[EXERCISE PROMPT] Your answer must consist of exactly the lines below, starting with the line with "contracts it needs" and going on through the line with "pub mod vm;", and nothing else.

[EXTRACTED DATA]
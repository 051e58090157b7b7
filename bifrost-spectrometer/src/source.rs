//! Neutron source description.

use bifrost_core::{Unit, Variable};

#[cfg(feature = "serde")]
use serde::{Deserialize, Serialize};

/// Timing of a pulsed neutron source.
#[derive(Debug, Clone, Copy, PartialEq)]
#[cfg_attr(feature = "serde", derive(Serialize, Deserialize))]
pub struct Source {
    /// Repetition rate in Hz.
    pub frequency: f64,
    /// Pulse duration in s.
    pub pulse_duration: f64,
    /// Emission delay in s.
    pub delay: f64,
    /// Smallest and largest neutron speed considered, in m/s.
    pub velocities: (f64, f64),
}

/// The European Spallation Source: 14 Hz, 3 ms pulses.
///
/// The speed range covers roughly 53 µeV to 530 meV.
pub const ESS_SOURCE: Source = Source {
    frequency: 14.0,
    pulse_duration: 0.003,
    delay: 0.0,
    velocities: (100.0, 1e4),
};

impl Default for Source {
    fn default() -> Self {
        ESS_SOURCE
    }
}

impl Source {
    /// Time between pulses in ns.
    #[must_use]
    pub fn period(&self) -> Variable {
        Variable::scalar(1e9 / self.frequency, Unit::NANOSECOND)
    }

    /// Time between pulses in s.
    #[must_use]
    pub fn period_seconds(&self) -> f64 {
        1.0 / self.frequency
    }

    /// Pulse duration as a variable.
    #[must_use]
    pub fn duration(&self) -> Variable {
        Variable::scalar(self.pulse_duration, Unit::SECOND)
    }

    /// Fastest neutron speed in m/s.
    #[must_use]
    pub fn max_velocity(&self) -> f64 {
        self.velocities.1
    }
}
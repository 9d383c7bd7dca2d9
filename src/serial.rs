//! 16550A serial port, used as the log sink on bare metal.

use lazy_static::lazy_static;
use spin::Mutex;
use x86_64::instructions::port::Port;

const COM1_BASE: u16 = 0x3F8;

pub struct SerialPort {
    data: Port<u8>,
    int_en: Port<u8>,
    fifo_ctrl: Port<u8>,
    line_ctrl: Port<u8>,
    modem_ctrl: Port<u8>,
    line_sts: Port<u8>,
}

impl SerialPort {
    pub const unsafe fn new(base: u16) -> SerialPort {
        SerialPort {
            data: Port::new(base),
            int_en: Port::new(base + 1),
            fifo_ctrl: Port::new(base + 2),
            line_ctrl: Port::new(base + 3),
            modem_ctrl: Port::new(base + 4),
            line_sts: Port::new(base + 5),
        }
    }

    /// 38400 baud, 8N1, FIFOs on.
    pub fn init(&mut self) {
        unsafe {
            self.int_en.write(0x00);
            self.line_ctrl.write(0x80);
            self.data.write(0x03);
            self.int_en.write(0x00);
            self.line_ctrl.write(0x03);
            self.fifo_ctrl.write(0xC7);
            self.modem_ctrl.write(0x0B);
        }
    }

    fn wait_for_tx_empty(&mut self) {
        unsafe {
            while (self.line_sts.read() & 0x20) == 0 {
                core::hint::spin_loop();
            }
        }
    }

    pub fn send(&mut self, byte: u8) {
        self.wait_for_tx_empty();
        unsafe {
            self.data.write(byte);
        }
    }
}

impl core::fmt::Write for SerialPort {
    fn write_str(&mut self, s: &str) -> core::fmt::Result {
        for byte in s.bytes() {
            self.send(byte);
        }
        Ok(())
    }
}

lazy_static! {
    pub static ref SERIAL1: Mutex<SerialPort> = {
        let mut port = unsafe { SerialPort::new(COM1_BASE) };
        port.init();
        Mutex::new(port)
    };
}

pub fn init() {
    let _ = SERIAL1.lock();
}
//! QuantaOS — a teaching kernel core.
//!
//! The crate implements preemptive kernel threads with priority donation
//! and a 4.4BSD multilevel feedback queue, demand-paged user memory
//! (supplemental page tables, a global frame table with clock
//! replacement, and a swap table), process exec/wait semantics, and the
//! system-call gateway. Device drivers, the loader and the interrupt
//! plumbing are external; the kernel names only the contracts it needs
//! (timer tick, sector-sized block I/O, page allocation, paging ops).
//!
//! The same sources build for bare metal (`target_os = "none"`) and for a
//! hosted target, where `std` supplies the console sink and OS threads
//! stand in for the hand-rolled context switch. The hosted build is what
//! `cargo test` exercises.

#![no_std]

extern crate alloc;

#[cfg(any(test, not(target_os = "none")))]
extern crate std;

#[macro_use]
pub mod console;

pub mod drivers;
pub mod fs;
pub mod interrupts;
pub mod memory;
pub mod process;
pub mod scheduler;
pub mod syscalls;
pub mod vm;

#[cfg(target_os = "none")]
mod allocator;
#[cfg(target_os = "none")]
pub mod serial;
#[cfg(target_os = "none")]
pub mod vga;

/// Boot-time policy switches, normally taken from the kernel command line.
#[derive(Debug, Clone, Copy, Default)]
pub struct KernelConfig {
    /// Use the 4.4BSD multilevel feedback queue scheduler.
    pub mlfqs: bool,
    /// Age ready threads to counter starvation (round-robin mode only).
    pub aging: bool,
}

/// Bring the kernel core up. Memory pools and block devices must already
/// be in place; the swap table is claimed here if a device carries the
/// swap role.
pub fn bootstrap(config: &KernelConfig) {
    drivers::timer::init();
    scheduler::init(config);
    fs::init();
    vm::frame::init();
    if drivers::block::by_role(drivers::block::BlockRole::Swap).is_some() {
        vm::swap::init();
    }
    scheduler::start();
}

#[cfg(target_os = "none")]
const KERNEL_HEAP_SIZE: usize = 4 * 1024 * 1024;

/// Bare-metal entry. The boot stub hands us the multiboot2 info pointer;
/// we carve the kernel heap and the page pools out of the largest usable
/// region, read the policy flags off the command line, and start the
/// thread system.
#[cfg(target_os = "none")]
#[no_mangle]
pub extern "C" fn _start(multiboot_info_addr: usize) -> ! {
    vga::init();
    serial::init();
    crate::log_info!("QuantaOS kernel starting.");

    let boot_info = unsafe {
        multiboot2::BootInformation::load(multiboot_info_addr as *const _)
            .expect("failed to load multiboot2 info")
    };

    let mut config = KernelConfig::default();
    if let Some(cmdline) = boot_info.command_line_tag().and_then(|t| t.cmdline().ok()) {
        config.mlfqs = cmdline.split_whitespace().any(|w| w == "-mlfqs");
        config.aging = cmdline.split_whitespace().any(|w| w == "-aging");
    }

    let memory_map = boot_info.memory_map_tag().expect("memory map tag required");
    let region = memory_map
        .memory_areas()
        .iter()
        .filter(|a| a.start_address() >= 0x10_0000)
        .max_by_key(|a| a.size())
        .expect("no usable memory region");

    let heap_start = region.start_address() as usize;
    unsafe { allocator::init_heap(heap_start, KERNEL_HEAP_SIZE) };

    // Split the rest of the region into equal kernel and user pools.
    let pool_start = heap_start + KERNEL_HEAP_SIZE;
    let pool_pages = (region.end_address() as usize - pool_start) / memory::PGSIZE;
    let kernel_pages = pool_pages / 2;
    let user_pages = pool_pages - kernel_pages;
    memory::palloc::init(
        x86_64::VirtAddr::new(pool_start as u64),
        kernel_pages,
        x86_64::VirtAddr::new((pool_start + kernel_pages * memory::PGSIZE) as u64),
        user_pages,
    );
    crate::log_info!(
        "memory: {} kernel pages, {} user pages, {} KiB heap",
        kernel_pages,
        user_pages,
        KERNEL_HEAP_SIZE / 1024
    );

    drivers::init();
    bootstrap(&config);
    crate::log_info!(
        "QuantaOS is up (scheduler: {}).",
        if config.mlfqs { "mlfqs" } else { "round-robin" }
    );

    loop {
        interrupts::wait();
    }
}

#[cfg(target_os = "none")]
#[panic_handler]
fn panic(info: &core::panic::PanicInfo) -> ! {
    crate::println!("{}", info);
    crate::log_error!("{}", info);
    interrupts::disable();
    loop {
        x86_64::instructions::hlt();
    }
}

[REPLY]
//! plumbing are external; the kernel names only the contracts it needs
//! (timer tick, sector-sized block I/O, page allocation, paging ops).
//!
//! The same sources build for bare metal (`target_os = "none"`) and for a
//! hosted target, where `std` supplies the console sink and OS threads
//! stand in for the hand-rolled context switch. The hosted build is what
//! `cargo test` exercises.

#![no_std]

extern crate alloc;

#[cfg(any(test, not(target_os = "none")))]
extern crate std;

#[macro_use]
pub mod console;

pub mod drivers;
pub mod fs;
pub mod interrupts;
pub mod memory;
pub mod process;
pub mod scheduler;
pub mod syscalls;
pub mod vm;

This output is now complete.